Ao longo do trajeto, encontrei alguns colegas de geração e outros mais velhos, a maioria professores universitários. Vi também algumas figuras mais carimbadas da política de esquerda do Rio. Todos, em geral, pareciam mais curiosos do que propriamente entusiastas participantes. Afinal, por que eu e outros parecíamos perdidos na multidão?

Em primeiro lugar, havia um evidente viés geracional. Era uma manifestação de jovens entre 15 e 25 anos, em sua esmagadora maioria. Não que só houvesse esses jovens, mas eles pareciam dar a cara da manifestação. Além disso, eu não conseguia localizar claramente os grupos e movimentos sociais aos quais me acostumara (“ali está o povo do MST”; “lá estão os secundaristas do Pedro II”; “ali ficam os troskos do PSTU” etc), e nem mesmo as tradicionais formas de expressividade política associada a esses grupos. Eles estavam lá, mas a hegemonia não lhes pertencia. Finalmente, a mensagem política não era muito clara. Eu percebia e me identificava com os jovens que inseriam a luta contra o aumento da passagem num quadro mais geral de mercantilização da vida no Rio e o consequente desrespeito aos direitos dos setores populares na cidade (remoções, especulação imobiliária, violência policial etc). Entretanto, não era essa agenda dominante, se é que havia uma agenda dominante.

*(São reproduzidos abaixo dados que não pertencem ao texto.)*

use anyhow::{Context, Result};
use clap::Parser;
use reqwest::Url;
use std::path::PathBuf;
use std::sync::Arc;
use std::time::Duration;
use tracing::info;

use tunesync::catalog::{CatalogClient, CatalogService};
use tunesync::config;
use tunesync::credentials::StoredCredentials;
use tunesync::db;
use tunesync::relay::ws::{router, WsState};
use tunesync::relay::{BroadcastBus, NotificationRelay};
use tunesync::worker;

#[derive(Debug, Parser)]
#[command(author, version, about)]
struct Args {
    /// Path to YAML config file
    #[arg(long, default_value = "config.yaml")]
    config: PathBuf,
}

#[tokio::main]
async fn main() -> Result<()> {
    tracing_subscriber::fmt()
        .with_env_filter(tracing_subscriber::EnvFilter::from_default_env())
        .with_target(false)
        .compact()
        .init();

    let args = Args::parse();
    let cfg = config::load(Some(&args.config))?;
    cfg.ensure_dirs()?;

    let database_url = std::env::var("DATABASE_URL")
        .unwrap_or_else(|_| format!("sqlite://{}/tunesync.db", cfg.app.data_dir));

    let pool = db::init_pool(&database_url).await?;
    db::run_migrations(&pool).await?;

    let creds = StoredCredentials::new(
        pool.clone(),
        cfg.catalog.token_url.clone(),
        cfg.catalog.client_id.clone(),
        cfg.catalog.client_secret.clone(),
    );
    let base_url = Url::parse(&cfg.catalog.api_base).context("invalid catalog.api_base")?;
    let catalog: Arc<dyn CatalogService> = Arc::new(CatalogClient::new(
        creds,
        base_url,
        cfg.catalog.page_size,
        Duration::from_millis(cfg.app.page_delay_ms),
    ));

    let bus = Arc::new(BroadcastBus::new(256));
    let relay = NotificationRelay::new(
        pool.clone(),
        bus.clone(),
        Duration::from_millis(cfg.app.settle_delay_ms),
    );

    for worker_id in 0..cfg.app.workers {
        let pool = pool.clone();
        let catalog = catalog.clone();
        let relay = relay.clone();
        tokio::spawn(async move {
            info!(worker_id, "starting queue worker");
            worker::run(pool, catalog, relay, Duration::from_millis(500)).await;
        });
    }

    let app = router(WsState {
        pool: pool.clone(),
        bus,
    });
    let listener = tokio::net::TcpListener::bind(&cfg.server.bind)
        .await
        .with_context(|| format!("failed to bind {}", cfg.server.bind))?;
    info!(bind = %cfg.server.bind, "serving websocket relay");
    axum::serve(listener, app).await?;

    Ok(())
}
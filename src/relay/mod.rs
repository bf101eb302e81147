//! Task-lifecycle notification relay.
//!
//! The worker calls `on_start`/`on_finish` directly on an injected relay
//! instance; there is no implicit event wiring. Published events go through
//! the `EventBus` seam so tests can observe them without a socket.

use serde_json::{json, Value};
use std::sync::Arc;
use std::time::Duration;
use tokio::sync::broadcast;
use tokio::time::sleep;
use tracing::{instrument, warn};

use crate::db::{self, Pool, TaskRef};
use crate::error::{SyncError, SyncResult};
use crate::model::{Notification, SyncTask, TaskStatus};

pub mod ws;

/// Broadcast topic carrying every started/completed event. Filtering to
/// "is this mine" is the client's job.
pub const NOTIFICATIONS_TOPIC: &str = "notifications";

/// Generic publish/subscribe primitive.
pub trait EventBus: Send + Sync {
    fn publish(&self, topic: &str, payload: String);
}

#[derive(Debug, Clone)]
pub struct BusEvent {
    pub topic: String,
    pub payload: String,
}

/// Fan-out bus over a tokio broadcast channel. Lagging or absent
/// subscribers never block a publisher.
pub struct BroadcastBus {
    tx: broadcast::Sender<BusEvent>,
}

impl BroadcastBus {
    pub fn new(capacity: usize) -> Self {
        let (tx, _) = broadcast::channel(capacity);
        Self { tx }
    }

    pub fn subscribe(&self) -> broadcast::Receiver<BusEvent> {
        self.tx.subscribe()
    }
}

impl EventBus for BroadcastBus {
    fn publish(&self, topic: &str, payload: String) {
        // send only fails when there are no subscribers; that's fine.
        let _ = self.tx.send(BusEvent {
            topic: topic.to_string(),
            payload,
        });
    }
}

/// Relays task lifecycle to subscribed clients and records the durable
/// notification rows they acknowledge against.
#[derive(Clone)]
pub struct NotificationRelay {
    pool: Pool,
    bus: Arc<dyn EventBus>,
    settle_delay: Duration,
}

impl NotificationRelay {
    pub fn new(pool: Pool, bus: Arc<dyn EventBus>, settle_delay: Duration) -> Self {
        Self {
            pool,
            bus,
            settle_delay,
        }
    }

    /// Serialized notification shape shared by started and completed
    /// events. `extras` is the stored JSON object, `"{}"` when absent.
    pub fn serialize(notification: &Notification) -> Value {
        let extras = match notification.extras.as_deref() {
            Some(raw) => serde_json::from_str::<Value>(raw)
                .unwrap_or_else(|_| Value::String(raw.to_string())),
            None => Value::String("{}".to_string()),
        };
        json!({
            "id": notification.id,
            "user_id": notification.user_id,
            "resource_id": notification.resource_id,
            "resource": notification.resource,
            "operation": notification.operation,
            "task_id": notification.task_id,
            "extras": extras,
        })
    }

    fn publish_event(&self, event: &str, notification: &Notification) {
        let payload = json!({
            "event": event,
            "status": notification.status.as_str(),
            "notification": Self::serialize(notification),
        });
        self.bus.publish(NOTIFICATIONS_TOPIC, payload.to_string());
    }

    /// Lifecycle hook: a task is about to run. Creates the notification row
    /// and publishes the started event.
    #[instrument(skip_all, fields(task_id = task.id))]
    pub async fn on_start(&self, task: &SyncTask) -> SyncResult<Notification> {
        let notification = db::create_notification(
            &self.pool,
            task.user_id,
            &TaskRef::Task(task.id),
            Some(task.kind.resource()),
            task.external_id.as_deref(),
            task.kind.as_str(),
        )
        .await
        .map_err(SyncError::Other)?;
        self.publish_event("started", &notification);
        Ok(notification)
    }

    /// Lifecycle hook: a task reached a terminal state. Waits out the
    /// settling delay so an asynchronously-written result payload lands,
    /// refreshes the row, then publishes the completed event.
    #[instrument(skip_all, fields(task_id = task.id, status = status.as_str()))]
    pub async fn on_finish(&self, task: &SyncTask, status: TaskStatus) -> SyncResult<()> {
        if !self.settle_delay.is_zero() {
            sleep(self.settle_delay).await;
        }

        let Some(notification) = db::notification_for_task(&self.pool, task.id)
            .await
            .map_err(SyncError::Other)?
        else {
            warn!(task_id = task.id, "no notification to complete");
            return Ok(());
        };
        db::update_notification_status(&self.pool, notification.id, status, None)
            .await
            .map_err(SyncError::Other)?;
        let Some(notification) = db::get_notification(&self.pool, notification.id)
            .await
            .map_err(SyncError::Other)?
        else {
            return Ok(());
        };
        self.publish_event("completed", &notification);
        Ok(())
    }

    /// Group variant of `on_start`, for callers tracking a task group as a
    /// single client-facing unit.
    #[instrument(skip_all, fields(group_key))]
    pub async fn on_start_group(
        &self,
        user_id: i64,
        group_key: &str,
        operation: &str,
    ) -> SyncResult<Notification> {
        let notification = db::create_notification(
            &self.pool,
            user_id,
            &TaskRef::Group(group_key.to_string()),
            None,
            None,
            operation,
        )
        .await
        .map_err(SyncError::Other)?;
        self.publish_event("started", &notification);
        Ok(notification)
    }

    /// Group variant of `on_finish`.
    #[instrument(skip_all, fields(group_key, status = status.as_str()))]
    pub async fn on_finish_group(&self, group_key: &str, status: TaskStatus) -> SyncResult<()> {
        if !self.settle_delay.is_zero() {
            sleep(self.settle_delay).await;
        }
        let Some(notification) = db::notification_for_group(&self.pool, group_key)
            .await
            .map_err(SyncError::Other)?
        else {
            warn!(group_key, "no group notification to complete");
            return Ok(());
        };
        db::update_notification_status(&self.pool, notification.id, status, None)
            .await
            .map_err(SyncError::Other)?;
        if let Some(notification) = db::get_notification(&self.pool, notification.id)
            .await
            .map_err(SyncError::Other)?
        {
            self.publish_event("completed", &notification);
        }
        Ok(())
    }
}

#[cfg(test)]
mod tests {
    use super::*;
    use crate::model::TaskStatus;

    #[test]
    fn serialize_absent_extras_as_string() {
        let n = Notification {
            id: 1,
            user_id: 2,
            task_id: Some(3),
            group_key: None,
            resource: Some("playlist".into()),
            resource_id: Some("p1".into()),
            operation: "sync-playlist".into(),
            status: TaskStatus::Running,
            extras: None,
        };
        let v = NotificationRelay::serialize(&n);
        assert_eq!(v["extras"], "{}");
        assert_eq!(v["resource"], "playlist");
        assert_eq!(v["task_id"], 3);
    }

    #[test]
    fn serialize_parses_stored_extras() {
        let n = Notification {
            id: 1,
            user_id: 2,
            task_id: Some(3),
            group_key: None,
            resource: None,
            resource_id: None,
            operation: "compute".into(),
            status: TaskStatus::Success,
            extras: Some(r#"{"tracks": 12}"#.into()),
        };
        let v = NotificationRelay::serialize(&n);
        assert_eq!(v["extras"]["tracks"], 12);
    }

    #[tokio::test]
    async fn broadcast_bus_fans_out_to_all_subscribers() {
        let bus = BroadcastBus::new(16);
        let mut rx1 = bus.subscribe();
        let mut rx2 = bus.subscribe();

        bus.publish(NOTIFICATIONS_TOPIC, "hello".into());

        let e1 = rx1.recv().await.unwrap();
        let e2 = rx2.recv().await.unwrap();
        assert_eq!(e1.payload, "hello");
        assert_eq!(e2.payload, "hello");
        assert_eq!(e1.topic, NOTIFICATIONS_TOPIC);
    }
}
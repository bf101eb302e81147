//! Credential store and refresh collaborator for the catalog API.
//!
//! Tokens live on the user row; the fetcher only sees the `Credentials`
//! seam so tests can script expiry without a token endpoint.

use async_trait::async_trait;
use reqwest::Client;
use serde::Deserialize;
use sqlx::SqlitePool;
use tracing::{info, instrument};

use crate::error::{SyncError, SyncResult};

#[derive(Debug, Clone)]
pub struct Credential {
    pub access_token: String,
}

#[async_trait]
pub trait Credentials: Send + Sync {
    /// The user's currently cached access credential.
    async fn current(&self, user_id: i64) -> SyncResult<Credential>;

    /// Exchange the stored refresh token for a new access credential and
    /// persist it. Called at most once per logical fetch.
    async fn refresh(&self, user_id: i64) -> SyncResult<Credential>;
}

/// Production store: tokens on the user row, refresh grant POSTed to the
/// configured token endpoint.
#[derive(Clone)]
pub struct StoredCredentials {
    pool: SqlitePool,
    http: Client,
    token_url: String,
    client_id: String,
    client_secret: String,
}

#[derive(Deserialize)]
struct TokenResponse {
    access_token: String,
    refresh_token: Option<String>,
}

impl StoredCredentials {
    pub fn new(
        pool: SqlitePool,
        token_url: String,
        client_id: String,
        client_secret: String,
    ) -> Self {
        let http = Client::builder()
            .user_agent("tunesync/0.1")
            .build()
            .expect("reqwest client");
        Self {
            pool,
            http,
            token_url,
            client_id,
            client_secret,
        }
    }
}

#[async_trait]
impl Credentials for StoredCredentials {
    #[instrument(skip_all, fields(user_id))]
    async fn current(&self, user_id: i64) -> SyncResult<Credential> {
        let token: Option<String> =
            sqlx::query_scalar("SELECT access_token FROM users WHERE id = ?")
                .bind(user_id)
                .fetch_optional(&self.pool)
                .await?
                .flatten();
        match token {
            Some(access_token) => Ok(Credential { access_token }),
            None => Err(SyncError::Validation(format!(
                "user {user_id} has no access token"
            ))),
        }
    }

    #[instrument(skip_all, fields(user_id))]
    async fn refresh(&self, user_id: i64) -> SyncResult<Credential> {
        let refresh_token: Option<String> =
            sqlx::query_scalar("SELECT refresh_token FROM users WHERE id = ?")
                .bind(user_id)
                .fetch_optional(&self.pool)
                .await?
                .flatten();
        let Some(refresh_token) = refresh_token else {
            return Err(SyncError::Validation(format!(
                "user {user_id} has no refresh token"
            )));
        };

        let res = self
            .http
            .post(&self.token_url)
            .form(&[
                ("grant_type", "refresh_token"),
                ("refresh_token", refresh_token.as_str()),
                ("client_id", self.client_id.as_str()),
                ("client_secret", self.client_secret.as_str()),
            ])
            .send()
            .await?;

        let status = res.status();
        if !status.is_success() {
            let body = res.text().await.unwrap_or_default();
            return Err(SyncError::RemoteApi {
                status: status.as_u16(),
                body,
            });
        }

        let token: TokenResponse = res.json().await?;
        sqlx::query(
            "UPDATE users SET access_token = ?, refresh_token = COALESCE(?, refresh_token) WHERE id = ?",
        )
        .bind(&token.access_token)
        .bind(&token.refresh_token)
        .bind(user_id)
        .execute(&self.pool)
        .await?;
        info!(user_id, "refreshed access token");

        Ok(Credential {
            access_token: token.access_token,
        })
    }
}
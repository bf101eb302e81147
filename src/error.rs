//! Error taxonomy shared by the fetcher, the orchestrator and the relay.

use thiserror::Error;

#[derive(Debug, Error)]
pub enum SyncError {
    /// The remote rejected the cached access token. Handled inside the
    /// fetcher with a single refresh-and-retry; escalates to `RemoteApi`
    /// when the refreshed token is rejected too.
    #[error("access token expired")]
    ExpiredCredential,

    /// Any other non-success remote response. Fatal to the calling stage.
    #[error("catalog error {status}: {body}")]
    RemoteApi { status: u16, body: String },

    /// Malformed inbound relay message or unresolvable user/notification id.
    #[error("validation failed: {0}")]
    Validation(String),

    /// A stage was asked to run against state it must not touch, e.g.
    /// analysis of an unsynced playlist. Rejected before any write.
    #[error("precondition failed: {0}")]
    Precondition(String),

    #[error("database error: {0}")]
    Db(#[from] sqlx::Error),

    #[error("http error: {0}")]
    Http(#[from] reqwest::Error),

    #[error(transparent)]
    Other(#[from] anyhow::Error),
}

pub type SyncResult<T> = Result<T, SyncError>;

Ok, mas o que se pode analisar de tudo isso? Mesmo achando que ninguém sabe exatamente o que está ocorrendo, eu chutaria o seguinte:

1.     O movimento surgiu das lutas do Movimento Passe Livre (MPL), que foi responsável pelas únicas ações estudantis de massa nos últimos anos em capitais brasileiras. Entretanto, ele obviamente extrapolou o MPL e tornou-se um movimento de diversas multidões. Um dos fatores decisivos foi a violenta repressão policial, que juntou as pessoas numa vontade de afirmar o protesto democrático.
2.     O movimento surgiu apesar da grande imprensa. Não houve simpatia inicial nenhuma por parte de Veja, Folha, Globo e Estadão. Ao contrário, os jornais paulistas, em especial, buscaram criminalizar os protestos e desqualificar seus participantes. Agora, a cobertura virou, muito por conta da brutalidade policial e da evidência de que a hegemonia não é da esquerda organizada.
3.     O movimento é basicamente juvenil em sua base e em sua forma. A manifestação se valeu da convocação por redes, o que lhe permitiu atuar sem a mediação de instâncias clássicas (fóruns presenciais, negociação entre lideranças, articulações intensas de bastidores e negociação com os poderes instituídos). Além disso, há uma rejeição à hierarquia e aos mecanismos de organização de massas, valores classicamente juvenis, em especial, dessa juventude nascida na década de 1990.  
4.     O movimento não é propriamente “de esquerda” no sentido partidário do termo. O que o caracteriza é um sentido de impotência diante da política e do Estado que se traduziu numa vontade de potência, isto é: o barato era estar na rua de forma coletiva contra um ambiente institucional que é percebido como distante e/ou repressor. Era por isso que a interação com as ruas, os cânticos e as formas de se estar junto pareciam valer mais que a defesa de alguma agenda específica.

Beleza, mas o que vai acontecer? A verdade é que ninguém sabe. Por um lado, a leitura dos jornais de hoje já me convenceu que a grande imprensa vai tentar, de todo jeito, “enquadrar” cognitivamente essa vontade de potência na sua pauta, isto é: as manifestações estão sendo lidas como uma espécie de “Cansei!” com maior base social, espécie de brado cívico genérico. Por outro lado, há uma tarefa gigantesca para todos aqueles que acreditam na luta por direitos, por justiça social e por democracia. Trata-se da necessidade de dialogar com essas multidões e, por meio deste diálogo, potencializar um sentido político possível, que é o de fazer a crítica das contradições que assolam o projeto ora dominante no Brasil: desenvolvimentismo tecnocrático, desrespeito aos direitos de indígenas e outras minorias, desprezo pela agenda dos direitos civis e mercantilização da vida nas grandes metrópoles. Está claro que não se trata de “hegemonizar” o movimento, pois sua própria forma parece impedir qualquer tradução política via um aparato institucional ou partidário. A única estratégia possível é o diálogo, entendido como um procedimento aberto de aprendizado mútuo. Perder-se na multidão talvez seja um primeiro passo.

João Marcelo Maia
Sociólogo e professor do CPDOC/ FGV.